Sometimes I just don’t understand people. I’m was the team mom for three teams. I’m team mom for a few reasons. I have a child that isn’t very good and doesn’t try very hard. I figure by being team mom she’ll get to at least play part of the game. I have a child that is very good and I don’t want the coach to feel like he has to play the whole game. I figure the coaches put so much time into my kids, I’d just feel guilty showing up three times a week and just watching. So I’m team mom.
I’m pretty sure this will be my last year being team mom. I spent a good deal of this year feeling like the collection agency. Honestly, if you feel like team moms make money off of your family’s $5 for the banner or $8 for the coaches gift, you live on some delusional planet. If you feel like your $5 contribution won’t matter, it does. I figure that by being McKayla’s team mom I’ve donated close to $50. It isn’t a big deal, she had a great time, her coaches were awesome. But still.
What bugs me though is if a parent doesn’t participate, they should apologize and let me know right away. They shouldn’t get all testy and crazy. I collected $8 for 3 coaches gifts. I collected from 9 players. 9x$8=$72. I sent out emails two weeks in advance. Two people gave me money the next day. One week in advance. No response. At play off, I walked around collecting money.
One mom told me flat out no. Umm okay. She then started going on and on about being broke and they already got the coach’s gifts and blah, blah, blah. I told her that’s fine if she doesn’t want to participate.
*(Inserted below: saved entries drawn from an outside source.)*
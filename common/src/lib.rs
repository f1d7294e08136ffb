//! Common types and utilities for murkwall.
//!
//! This crate defines the shared vocabulary used by the daemon (`murkwalld`)
//! and the control client (`murkwallctl`): the error kinds returned by the
//! core subsystems, the line-oriented IPC commands and their textual
//! spelling, the scaling-mode and media-kind enums, and the socket-path
//! helper both binaries use to find each other.
//!
//! # IPC protocol
//!
//! Communication happens over a Unix domain socket using newline-terminated
//! ASCII lines — not a structured serialization format. A request is one
//! line, `command[ argument]\n`; a response is one or more `\n`-terminated
//! lines. [`IpcCommand::parse`] and [`IpcCommand::to_line`] are the only
//! places that know the wire spelling.
//!
//! # Examples
//!
//! ```
//! use murkwall_common::IpcCommand;
//!
//! let cmd = IpcCommand::parse("change /tmp/wallpaper.png").unwrap();
//! assert_eq!(cmd.to_line(), "change /tmp/wallpaper.png");
//! ```

use std::path::PathBuf;
use thiserror::Error;

/// Error kinds shared between the daemon's subsystems and (where relevant)
/// surfaced to the client.
///
/// These map onto the three categories the core's error handling design
/// distinguishes: failures that abort startup, failures that are logged and
/// absorbed, and failures that become an `ERROR: <reason>` line to one IPC
/// client.
#[derive(Error, Debug)]
pub enum WallpaperError {
    #[error("{0}")]
    Fatal(String),

    #[error("{0}")]
    Recoverable(String),

    #[error("{0}")]
    Command(String),

    #[error("io error: {0}")]
    Io(#[from] std::io::Error),
}

impl WallpaperError {
    pub fn command(reason: impl Into<String>) -> Self {
        Self::Command(reason.into())
    }

    pub fn fatal(reason: impl Into<String>) -> Self {
        Self::Fatal(reason.into())
    }
}

pub type Result<T> = std::result::Result<T, WallpaperError>;

/// Kind of media a path resolves to.
///
/// Derived from the path's final dot-extension, lowercased, against a fixed
/// set — never by sniffing file contents.
#[derive(Debug, Clone, Copy, PartialEq, Eq)]
pub enum MediaKind {
    Image,
    Video,
}

impl MediaKind {
    const IMAGE_EXTENSIONS: &'static [&'static str] = &["jpg", "jpeg", "png", "webp", "gif"];

    /// Classify a path as image or video.
    ///
    /// Paths with no extension, or an extension outside the fixed image set,
    /// are classified as video — the daemon hands them to the external
    /// decoder and lets it fail if they are not actually playable.
    ///
    /// # Examples
    ///
    /// ```
    /// use murkwall_common::MediaKind;
    ///
    /// assert_eq!(MediaKind::of("wallpaper.PNG"), MediaKind::Image);
    /// assert_eq!(MediaKind::of("clip.mp4"), MediaKind::Video);
    /// assert_eq!(MediaKind::of("no-extension"), MediaKind::Video);
    /// ```
    pub fn of(path: impl AsRef<std::path::Path>) -> Self {
        let ext = path
            .as_ref()
            .extension()
            .map(|e| e.to_string_lossy().to_lowercase());
        match ext {
            Some(ext) if Self::IMAGE_EXTENSIONS.contains(&ext.as_str()) => Self::Image,
            _ => Self::Video,
        }
    }

    pub fn as_str(&self) -> &'static str {
        match self {
            Self::Image => "image",
            Self::Video => "video",
        }
    }

    pub fn parse(s: &str) -> Option<Self> {
        match s {
            "image" => Some(Self::Image),
            "video" => Some(Self::Video),
            _ => None,
        }
    }
}

/// Scaling mode applied when the media's native size doesn't match the
/// output's pixel size.
#[derive(Debug, Clone, Copy, PartialEq, Eq)]
pub enum ScaleMode {
    Fill,
    Stretch,
    Original,
    Panscan,
}

impl Default for ScaleMode {
    fn default() -> Self {
        Self::Fill
    }
}

/// Transition kind between successive images.
#[derive(Debug, Clone, Copy, PartialEq, Eq)]
pub enum TransitionKind {
    None,
    Fade,
}

impl TransitionKind {
    pub fn parse(s: &str) -> Option<Self> {
        match s {
            "none" => Some(Self::None),
            "fade" => Some(Self::Fade),
            _ => None,
        }
    }

    pub fn as_str(&self) -> &'static str {
        match self {
            Self::None => "none",
            Self::Fade => "fade",
        }
    }
}

/// A parsed IPC request line.
///
/// `IpcCommand::parse` is the single place that knows the command table's
/// wire spelling. It only rejects lines whose first token isn't a known
/// command name; a known name with a missing or malformed argument still
/// parses (carrying the raw argument text) so the handler can reply with the
/// specific `ERROR: missing path argument` / `ERROR: unknown transition
/// type` / `ERROR: invalid duration` text the command table requires instead
/// of a blanket `ERROR: unknown command`.
#[derive(Debug, Clone, PartialEq)]
pub enum IpcCommand {
    Pause,
    Resume,
    Query,
    Change(String),
    Stop,
    SetTransition(String),
    GetTransition,
    SetTransitionDuration(String),
}

impl IpcCommand {
    /// Parse one already-trimmed command line (no trailing `\n`).
    ///
    /// Returns `None` for anything not in the command table; the caller is
    /// responsible for responding `ERROR: unknown command\n`.
    pub fn parse(line: &str) -> Option<Self> {
        let line = line.trim_end_matches(['\r', '\n']);
        let mut parts = line.splitn(2, ' ');
        let name = parts.next()?;
        let arg = parts.next().map(str::trim).unwrap_or("");
        match name {
            "pause" => Some(Self::Pause),
            "resume" => Some(Self::Resume),
            "query" => Some(Self::Query),
            "stop" => Some(Self::Stop),
            "get-transition" => Some(Self::GetTransition),
            "change" => Some(Self::Change(arg.to_string())),
            "set-transition" => Some(Self::SetTransition(arg.to_string())),
            "set-transition-duration" => Some(Self::SetTransitionDuration(arg.to_string())),
            _ => None,
        }
    }

    /// Render back to wire form, for the client and for tests.
    pub fn to_line(&self) -> String {
        match self {
            Self::Pause => "pause".to_string(),
            Self::Resume => "resume".to_string(),
            Self::Query => "query".to_string(),
            Self::Stop => "stop".to_string(),
            Self::GetTransition => "get-transition".to_string(),
            Self::Change(path) => format!("change {path}"),
            Self::SetTransition(kind) => format!("set-transition {kind}"),
            Self::SetTransitionDuration(secs) => format!("set-transition-duration {secs}"),
        }
    }
}

/// Locate the IPC socket path.
///
/// `$XDG_RUNTIME_DIR/murkwall.sock`, falling back to `/tmp/murkwall-<uid>.sock`
/// when the runtime directory is not set (matching how the rest of the
/// desktop stack resolves a per-user scratch location).
pub fn get_socket_path() -> PathBuf {
    match std::env::var("XDG_RUNTIME_DIR") {
        Ok(dir) if !dir.is_empty() => PathBuf::from(dir).join("murkwall.sock"),
        _ => {
            let uid = unsafe { libc::getuid() };
            PathBuf::from(format!("/tmp/murkwall-{uid}.sock"))
        }
    }
}

#[cfg(test)]
mod tests {
    use super::*;

    #[test]
    fn media_kind_classification() {
        assert_eq!(MediaKind::of("a.png"), MediaKind::Image);
        assert_eq!(MediaKind::of("a.JPG"), MediaKind::Image);
        assert_eq!(MediaKind::of("a.jpeg"), MediaKind::Image);
        assert_eq!(MediaKind::of("a.webp"), MediaKind::Image);
        assert_eq!(MediaKind::of("a.gif"), MediaKind::Image);
        assert_eq!(MediaKind::of("a.mp4"), MediaKind::Video);
        assert_eq!(MediaKind::of("a.mkv"), MediaKind::Video);
        assert_eq!(MediaKind::of("noext"), MediaKind::Video);
        assert_eq!(MediaKind::of(".hidden"), MediaKind::Video);
    }

    #[test]
    fn parses_known_commands() {
        assert_eq!(IpcCommand::parse("pause"), Some(IpcCommand::Pause));
        assert_eq!(
            IpcCommand::parse("change /tmp/a.png"),
            Some(IpcCommand::Change("/tmp/a.png".to_string()))
        );
        assert_eq!(
            IpcCommand::parse("set-transition fade"),
            Some(IpcCommand::SetTransition("fade".to_string()))
        );
        assert_eq!(
            IpcCommand::parse("set-transition-duration 0.5"),
            Some(IpcCommand::SetTransitionDuration("0.5".to_string()))
        );
    }

    #[test]
    fn rejects_only_unknown_command_names() {
        assert_eq!(IpcCommand::parse("fubar x y"), None);
    }

    #[test]
    fn known_commands_with_bad_arguments_still_parse_for_the_handler_to_reject() {
        // missing/malformed arguments are not `parse`'s job to reject: the
        // handler needs the raw text to produce the command table's specific
        // `ERROR: ...` responses rather than a blanket unknown-command one.
        assert_eq!(IpcCommand::parse("change"), Some(IpcCommand::Change(String::new())));
        assert_eq!(
            IpcCommand::parse("set-transition bogus"),
            Some(IpcCommand::SetTransition("bogus".to_string()))
        );
        assert_eq!(
            IpcCommand::parse("set-transition-duration nope"),
            Some(IpcCommand::SetTransitionDuration("nope".to_string()))
        );
    }

    #[test]
    fn round_trips_to_line() {
        let cmd = IpcCommand::Change("/tmp/a.png".to_string());
        assert_eq!(IpcCommand::parse(&cmd.to_line()), Some(cmd));
    }

    #[test]
    fn socket_path_uses_runtime_dir() {
        std::env::set_var("XDG_RUNTIME_DIR", "/run/user/1000");
        assert_eq!(
            get_socket_path(),
            PathBuf::from("/run/user/1000/murkwall.sock")
        );
    }
}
I scratched her off my little list. Now we’re down to $64. I walked away.
She then found me and asked what I was buying the coaches. I told her. She wanted to know why I didn’t let her know sooner what I was buying. Why didn’t I take a vote? Why didn’t I give them more notice? Because she was so broke. She only gets paid once a month. She’s broke. It’s ridiculous that I’d spend $96 on that. Oh hell no. I’m sorry I never got the notice that I had to hold a little parent meeting about what to buy the coaches. If she had a suggestion she could have talked to me. I sit in the same place every single game, twice a week. She had my phone number and email address. I didn’t realize that two weeks wasn’t long enough to save $8. I just kept telling her, “It’s fine if you don’t want to participate.” I mean really, I don’t care if you don’t want to participate. I think it’s rather shitty, but whatever. In five years will it matter? Will that extra $8 break me? No.
But now, forever, she’ll be the crazy psychotic mom that just can’t let it go. All of this over $8. She’s gotten really confrontational with me in the stands. She complained to all the parents about it. How I’m so mean for collecting for the coaches. She told the coach that I purposely didn’t invite them to the team party. What??? I sent out an email to everyone. Why the heck would I not invite a kid? Just because they have a psycho mom doesn’t mean that I would purposefully not invite the kid. I do feel like signing the cards: From the Roadrunners minus (insert kids name). I won’t though. That wold be shitty.